転移した先には何もない森だった。
しかし一瞬後に、10年生活をしていたあの家が現れた。

「エ、エミール?」

「貴方が住み慣れた家が良いと思って。この土地は友人の領地だから、両親にも追跡される心配はないし、安心して暮らせる」

そう言ってエミールは私を抱き上げると、花嫁でも抱くように二階に上がって行き、寝室のドアを開けた。

「エミール!」

これではいかにも今から……するとしか思えない。だが私は衝動的にエミールに付いて来てしまったとはいえ、こういうことをする覚悟は決まっていない。
そもそも何故付いて来てしまったのか。もっとやれることはあったかもしれないのに。エミールと兄達をもう少し冷静に話し合いの橋渡しや仲介をすべきたっだのではないか。そう思うと後悔ばかりがこみ上げてくる。結局、私が何をやってもエミールはこうなる運命だったのだろうかと。

エミールが一人でいられるのは耐えられない。せめて私だけでも側にいてあげたい、そう思って反射的に付いて来てしまったが、エミールは私がエミールの物になると解釈してしまっただろうか。いや、そう考えて当たり前だろう。ついて来ただけで、そういうつもりはなかったなんて言い訳は通用しない。だってずっとエミールは私に求愛していたんだ。
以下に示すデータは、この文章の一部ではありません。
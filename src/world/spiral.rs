use bevy::prelude::*;

/// 右、上、左、下（x 为右，z 为上）
const DIRECTIONS: [IVec2; 4] = [IVec2::X, IVec2::Y, IVec2::NEG_X, IVec2::NEG_Y];

/// 从原点向外扩展的方形螺旋游标
///
/// 段长依次为 1,1,2,2,3,3,...，每步移动 `step` 格。
/// `reset` 之后第一次 `advance` 返回原点本身，之后每次移动一步。
#[derive(Debug, Clone)]
pub struct SpiralTraversal {
    origin: IVec2,
    current_offset: IVec2,
    direction_index: usize,
    segment_length: u32,
    steps_taken_in_segment: u32,
    ring_index: u32,
    step: i32,
    started: bool,
}

impl SpiralTraversal {
    pub fn new(step: i32) -> Self {
        debug_assert!(step > 0, "spiral step must be positive");
        Self {
            origin: IVec2::ZERO,
            current_offset: IVec2::ZERO,
            direction_index: 0,
            segment_length: 1,
            steps_taken_in_segment: 0,
            ring_index: 0,
            step: step.max(1),
            started: false,
        }
    }

    pub fn reset(&mut self, origin: IVec2) {
        *self = Self {
            origin,
            ..Self::new(self.step)
        };
    }

    pub fn origin(&self) -> IVec2 {
        self.origin
    }

    /// 当前绝对位置
    pub fn current(&self) -> IVec2 {
        saturating_add(self.origin, self.current_offset)
    }

    /// 当前所在的环（与原点的切比雪夫距离 / 步长）
    pub fn ring(&self) -> u32 {
        self.ring_index
    }

    pub fn advance(&mut self) -> IVec2 {
        if !self.started {
            self.started = true;
            return self.current();
        }

        let delta = DIRECTIONS[self.direction_index] * self.step;
        self.current_offset = saturating_add(self.current_offset, delta);
        self.steps_taken_in_segment += 1;

        if self.steps_taken_in_segment == self.segment_length {
            self.steps_taken_in_segment = 0;
            self.direction_index = (self.direction_index + 1) % DIRECTIONS.len();
            // 每转两次弯段长加一
            if self.direction_index % 2 == 0 {
                self.segment_length += 1;
            }
        }

        let offset = self.current_offset.abs();
        self.ring_index = (offset.x.max(offset.y) / self.step) as u32;

        self.current()
    }
}

/// 在 i32 边界处饱和，而不是溢出
fn saturating_add(a: IVec2, b: IVec2) -> IVec2 {
    IVec2::new(a.x.saturating_add(b.x), a.y.saturating_add(b.y))
}

impl Iterator for SpiralTraversal {
    type Item = IVec2;

    fn next(&mut self) -> Option<IVec2> {
        Some(self.advance())
    }
}

#[cfg(test)]
mod tests {
    use super::*;
    use std::collections::HashSet;

    fn chebyshev(a: IVec2, b: IVec2) -> i32 {
        let d = (a - b).abs();
        d.x.max(d.y)
    }

    #[test]
    fn first_advance_returns_origin() {
        let mut spiral = SpiralTraversal::new(1);
        spiral.reset(IVec2::new(5, -3));
        assert_eq!(spiral.origin(), IVec2::new(5, -3));
        assert_eq!(spiral.current(), IVec2::new(5, -3));
        assert_eq!(spiral.advance(), IVec2::new(5, -3));
        assert_eq!(spiral.advance(), IVec2::new(6, -3));
    }

    #[test]
    fn traces_square_spiral() {
        let mut spiral = SpiralTraversal::new(1);
        spiral.reset(IVec2::ZERO);
        let visited: Vec<IVec2> = spiral.by_ref().take(10).collect();
        let expected = [
            (0, 0), (1, 0), (1, 1), (0, 1), (-1, 1),
            (-1, 0), (-1, -1), (0, -1), (1, -1), (2, -1),
        ];
        let expected: Vec<IVec2> = expected.iter().map(|&(x, y)| IVec2::new(x, y)).collect();
        assert_eq!(visited, expected);
    }

    #[test]
    fn hundred_steps_are_distinct_and_expand() {
        let mut spiral = SpiralTraversal::new(1);
        spiral.reset(IVec2::ZERO);

        let mut seen = HashSet::new();
        let mut last_distance = 0;
        for i in 0..100 {
            let pos = spiral.advance();
            if i == 0 {
                assert_eq!(pos, IVec2::ZERO);
            }
            assert!(seen.insert(pos), "{pos:?} visited twice");

            let distance = chebyshev(pos, IVec2::ZERO);
            assert!(distance >= last_distance, "ring shrank at step {i}");
            assert!(distance - last_distance <= 1);
            assert_eq!(spiral.ring(), distance as u32);
            last_distance = distance;
        }
        assert_eq!(seen.len(), 100);
    }

    #[test]
    fn moves_by_configured_step() {
        let mut spiral = SpiralTraversal::new(16);
        spiral.reset(IVec2::new(3, 4));
        spiral.advance();
        assert_eq!(spiral.advance(), IVec2::new(19, 4));
        assert_eq!(spiral.advance(), IVec2::new(19, 20));
        assert_eq!(spiral.ring(), 1);
    }

    #[test]
    fn reset_restarts_the_same_sequence() {
        let mut spiral = SpiralTraversal::new(2);
        spiral.reset(IVec2::new(-7, 9));
        let first: Vec<IVec2> = spiral.by_ref().take(30).collect();
        spiral.reset(IVec2::new(-7, 9));
        let second: Vec<IVec2> = spiral.by_ref().take(30).collect();
        assert_eq!(first, second);
    }

    #[test]
    fn saturates_at_integer_limits() {
        let mut spiral = SpiralTraversal::new(16);
        spiral.reset(IVec2::new(i32::MAX - 20, i32::MIN + 20));
        for _ in 0..50 {
            let p = spiral.advance();
            assert!(p.x >= i32::MAX - 20 - 16 * 4);
            assert!(p.y <= i32::MIN + 20 + 16 * 4);
        }
        assert_eq!(spiral.origin(), IVec2::new(i32::MAX - 20, i32::MIN + 20));
    }
}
「セシル、今更駄目なんて言わないでくれ……ずっと恋焦がれて、やっと手に入れたんだ。分かっている……セシルは可愛い甥っ子の俺に同情しているだけなんだろう? でもそれでも良い。愛している……」

私は何時もエミールの愛に応えられない。できるのは何時も流されるだけだ。

エミールの手が私の衣服を脱がそうとしてくる。

「だ、駄目だっ!」

「セシル、無理だよ。ここまで来て、止めれない」

何も解決していないのに、エミールの中ではもう全てが解決したとでも思っているのだろうか。

「……君はさっき勘当されて、これからのこととか考えなければいけないことがたくさんっ」

「どうでも良いよ……そんなこと。どうしてもっていうんだったら、後で考えよう。今はもう俺はセシルのことしか考えられない」

魔法もいまだに封じられていてあがらう術はない。いや、本気で嫌ならここまで一緒には来なかった。嫌じゃないけれど、したくはない。
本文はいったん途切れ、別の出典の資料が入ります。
use bevy::prelude::*;
use bevy::render::mesh::{Indices, PrimitiveTopology};

/// 每个面的四个角 UV
pub const FACE_UVS: [[f32; 2]; 4] = [[0.0, 0.0], [1.0, 0.0], [1.0, 1.0], [0.0, 1.0]];

pub const VERTICES_PER_FACE: usize = 4;
pub const FACES_PER_CUBE: usize = 6;
pub const VERTICES_PER_CUBE: usize = VERTICES_PER_FACE * FACES_PER_CUBE;
pub const INDICES_PER_CUBE: usize = 6 * FACES_PER_CUBE;

/// 方块网格的顶点累积器，只追加不删除
#[derive(Default, Debug, Clone)]
pub struct VoxelMeshBuilder {
    pub positions: Vec<Vec3>,
    pub normals: Vec<Vec3>,
    pub uvs: Vec<[f32; 2]>,
    pub colors: Vec<[f32; 4]>,
    pub indices: Vec<u32>,
}

impl VoxelMeshBuilder {
    pub fn new() -> Self {
        Self::default()
    }

    pub fn vertex_count(&self) -> usize {
        self.positions.len()
    }

    /// 添加完整立方体（6 个面，24 个顶点），`color` 为每个顶点提供颜色
    pub fn add_cube(&mut self, position: Vec3, mut color: impl FnMut() -> Color) {
        for face in CubeFace::ALL {
            self.add_cube_face(position, face, [color(), color(), color(), color()]);
        }
    }

    pub fn add_cube_face(&mut self, position: Vec3, face: CubeFace, colors: [Color; 4]) {
        let base_index = self.positions.len() as u32;
        let normal = face.normal();

        let face_positions = match face {
            CubeFace::Top => [
                position + Vec3::new(0.0, 1.0, 0.0),
                position + Vec3::new(1.0, 1.0, 0.0),
                position + Vec3::new(1.0, 1.0, 1.0),
                position + Vec3::new(0.0, 1.0, 1.0),
            ],
            CubeFace::Bottom => [
                position + Vec3::new(0.0, 0.0, 1.0),
                position + Vec3::new(1.0, 0.0, 1.0),
                position + Vec3::new(1.0, 0.0, 0.0),
                position + Vec3::new(0.0, 0.0, 0.0),
            ],
            CubeFace::North => [
                position + Vec3::new(1.0, 0.0, 0.0),
                position + Vec3::new(0.0, 0.0, 0.0),
                position + Vec3::new(0.0, 1.0, 0.0),
                position + Vec3::new(1.0, 1.0, 0.0),
            ],
            CubeFace::South => [
                position + Vec3::new(0.0, 0.0, 1.0),
                position + Vec3::new(1.0, 0.0, 1.0),
                position + Vec3::new(1.0, 1.0, 1.0),
                position + Vec3::new(0.0, 1.0, 1.0),
            ],
            CubeFace::East => [
                position + Vec3::new(1.0, 0.0, 1.0),
                position + Vec3::new(1.0, 0.0, 0.0),
                position + Vec3::new(1.0, 1.0, 0.0),
                position + Vec3::new(1.0, 1.0, 1.0),
            ],
            CubeFace::West => [
                position + Vec3::new(0.0, 0.0, 0.0),
                position + Vec3::new(0.0, 0.0, 1.0),
                position + Vec3::new(0.0, 1.0, 1.0),
                position + Vec3::new(0.0, 1.0, 0.0),
            ],
        };

        for (i, pos) in face_positions.iter().enumerate() {
            self.positions.push(*pos);
            self.normals.push(normal);
            self.uvs.push(FACE_UVS[i]);
            self.colors.push(colors[i].as_rgba_f32());
        }

        // 顶面和底面的顶点顺序相反，三角形索引也反过来保持朝外
        let indices = if matches!(face, CubeFace::Top | CubeFace::Bottom) {
            [0, 3, 2, 0, 2, 1]
        } else {
            [0, 1, 2, 0, 2, 3]
        };
        for &index in &indices {
            self.indices.push(base_index + index);
        }
    }

    /// 生成可上传的网格（保留自身数据以便继续追加）
    pub fn to_mesh(&self) -> Mesh {
        let mut mesh = Mesh::new(PrimitiveTopology::TriangleList);

        let positions: Vec<[f32; 3]> = self.positions.iter().map(|v| [v.x, v.y, v.z]).collect();
        let normals: Vec<[f32; 3]> = self.normals.iter().map(|v| [v.x, v.y, v.z]).collect();

        mesh.insert_attribute(Mesh::ATTRIBUTE_POSITION, positions);
        mesh.insert_attribute(Mesh::ATTRIBUTE_NORMAL, normals);
        mesh.insert_attribute(Mesh::ATTRIBUTE_UV_0, self.uvs.clone());
        mesh.insert_attribute(Mesh::ATTRIBUTE_COLOR, self.colors.clone());
        mesh.set_indices(Some(Indices::U32(self.indices.clone())));

        mesh
    }
}

#[derive(Debug, Clone, Copy, PartialEq, Eq)]
pub enum CubeFace {
    Top,
    Bottom,
    North,
    South,
    East,
    West,
}

impl CubeFace {
    pub const ALL: [CubeFace; FACES_PER_CUBE] = [
        CubeFace::North,
        CubeFace::East,
        CubeFace::South,
        CubeFace::West,
        CubeFace::Top,
        CubeFace::Bottom,
    ];

    pub fn normal(&self) -> Vec3 {
        match self {
            CubeFace::Top => Vec3::Y,
            CubeFace::Bottom => Vec3::NEG_Y,
            CubeFace::North => Vec3::NEG_Z,
            CubeFace::South => Vec3::Z,
            CubeFace::East => Vec3::X,
            CubeFace::West => Vec3::NEG_X,
        }
    }
}

#[cfg(test)]
mod tests {
    use super::*;

    #[test]
    fn cube_has_24_vertices_and_36_indices() {
        let mut builder = VoxelMeshBuilder::new();
        builder.add_cube(Vec3::new(2.0, 5.0, -1.0), || Color::WHITE);

        assert_eq!(builder.vertex_count(), VERTICES_PER_CUBE);
        assert_eq!(builder.uvs.len(), VERTICES_PER_CUBE);
        assert_eq!(builder.colors.len(), VERTICES_PER_CUBE);
        assert_eq!(builder.normals.len(), VERTICES_PER_CUBE);
        assert_eq!(builder.indices.len(), INDICES_PER_CUBE);
    }

    #[test]
    fn uvs_repeat_per_face() {
        let mut builder = VoxelMeshBuilder::new();
        builder.add_cube(Vec3::ZERO, || Color::WHITE);
        for face in builder.uvs.chunks(VERTICES_PER_FACE) {
            assert_eq!(face, &FACE_UVS[..]);
        }
    }

    #[test]
    fn vertices_stay_inside_unit_cube() {
        let origin = Vec3::new(-4.0, 10.0, 7.0);
        let mut builder = VoxelMeshBuilder::new();
        builder.add_cube(origin, || Color::WHITE);
        for p in &builder.positions {
            let local = *p - origin;
            assert!(local.cmpge(Vec3::ZERO).all() && local.cmple(Vec3::ONE).all(), "{p:?}");
        }
    }

    #[test]
    fn faces_wind_outward() {
        let mut builder = VoxelMeshBuilder::new();
        builder.add_cube(Vec3::ZERO, || Color::WHITE);
        for tri in builder.indices.chunks(3) {
            let a = builder.positions[tri[0] as usize];
            let b = builder.positions[tri[1] as usize];
            let c = builder.positions[tri[2] as usize];
            let normal = builder.normals[tri[0] as usize];
            assert!((b - a).cross(c - a).dot(normal) > 0.0, "triangle {tri:?} faces inward");
        }
    }

    #[test]
    fn second_cube_offsets_indices() {
        let mut builder = VoxelMeshBuilder::new();
        builder.add_cube(Vec3::ZERO, || Color::WHITE);
        builder.add_cube(Vec3::X, || Color::WHITE);
        let min_second = builder.indices[INDICES_PER_CUBE..].iter().min().copied();
        assert_eq!(min_second, Some(VERTICES_PER_CUBE as u32));
    }
}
「……エミール……私はもう年なんだよ。36歳なんだ……君の若さを受け止めきれるか自信がない」

若い頃でもエミールの毎夜の求めに応じるのが辛くて、エミールが学校に行っている間は半分眠っている事が殆どだった。
今はもう36才だ。28歳だった頃とは違う。

「セシル、綺麗だ。年なんか関係ないよ……セシルが気を失っている間にセシルのことを色々調べたよ。セシルはあのユアリス王子と双璧をなす美人で有名だったんだって? 今でもその美貌で俺を狂わせるんだな……」

「んっ……あっ」

エミールは私の唇を塞ぎながら全ての服を脱がしてしまう。そして、自分の服もあっという間に剥ぎ取って、お互い全裸になってしまった。

エミールの裸は何度も見た事がある。けれど、あの頃とは全く違った。
厚い胸板に、そそり立つそれも全く違う。

思わず見ていられなくて目を逸らしてしまった。

「セシル、可愛い……恥ずかしいのか? 初めてじゃないんだろ?……俺は記憶はないけど、俺がセシルを抱いたんだよな? 他の男になんか抱かれていないと言ってくれないか?」

エミールは推測を重ねて、自分が私を襲った犯人だとたどり着いたけれど、誰も面と向ってそうだとは言っていない。
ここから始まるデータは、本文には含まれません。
//! 围绕移动观察者增量生成的无限体素地形。
//!
//! 生成工作被拆分到多个 tick 中，每次 tick 受方块预算限制，避免单帧卡顿。

use bevy::prelude::*;

pub mod config;
pub mod controller;
pub mod error;
pub mod rendering;
pub mod ui;
pub mod world;

pub use config::{LaunchOptions, RecenterPolicy, TerrainSettings};
pub use error::ConfigError;
pub use rendering::batch::{BatchPool, GeometryBatch};
pub use world::generator::{GenerationState, TerrainGenerator, TickOutcome};
pub use world::noise::NoiseField;
pub use world::spiral::SpiralTraversal;
pub use world::storage::OccupancyStore;

/// 组合所有游戏插件
pub struct TerrainAppPlugin;

impl Plugin for TerrainAppPlugin {
    fn build(&self, app: &mut App) {
        app.add_plugins(world::WorldPlugin)
            .add_plugins(rendering::RenderingPlugin)
            .add_plugins(controller::ControllerPlugin)
            .add_plugins(ui::UiPlugin);
    }
}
「君は……まだ子どもだったんだよ。子どもで、まっすぐな愛情を私に向けてきて……記憶を失う前、他の誰も愛さないでと……エミール以外の誰にも抱かれないで欲しいと……君は私に言ったんだよ」

それが、そう、ずっと呪縛のように私の縛り付けていた。

もっとも純潔じゃない私が、他の誰かを愛することも抱かれる事も有り得なかっただろうが、エミールが泣きながら頼んだから、絶対に他の男に抱かれないで欲しいと言ったから、私はそうするしかなかった。エミールを裏切れなかった。

「だからっ……私は」

「……ありがとう、セシル。俺を待っていてくれて」

「私がっ……君についてこなかったら、どうしていたんだ?」

待ってなんかいなかった。記憶は一生戻ってはいけないと、もう二度と私なんかを愛してはいけないと、二度と会うつもりもなかった。

だけど、どうやっても君は私なんかを好きになってしまうんだね。

「そんなの……誘拐したに決まっているだろ?」

だけど、私は君が幸せになってほしいんだ。君にとって私なんてこの世で一番愛してはいけない人間なんだし、私のせいで君は実家も家族も地位もなくした。それで私だけになってしまったんだったら、私は君に私をあげることなんてたいした事じゃない。

「セシル、俺初めて……じゃないんだっけ。でも覚えていないから、セシルを酷く傷つけてしまうかもしれない」

「良いんだよ……君になら何をされても」

それに初めてじゃないと言っても、8年ぶりだし、エミールはあの頃とは違って見知らぬ他人のようになっている。私だって初めてと殆ど変わらなかったし、凄く恥ずかしい。他の男に抱かれて欲しくないと言ったエミールとの約束を破ってはいないけれど、今から私を抱く男はエミールじゃないような気さえする。


「セシル……痛いか?」

「っ……だ、大丈夫……」

「ごめんっ……俺、昔よりもだいぶ大きくなったから、辛いよな?」

「良いから……」

確かにエミールは私よりもずっと背が大きくなっていて、受け入れるのに物凄い苦痛を伴った。今も歯を食いしばって耐えているが、エミールがそれでも凄く嬉しそうだから我慢できる。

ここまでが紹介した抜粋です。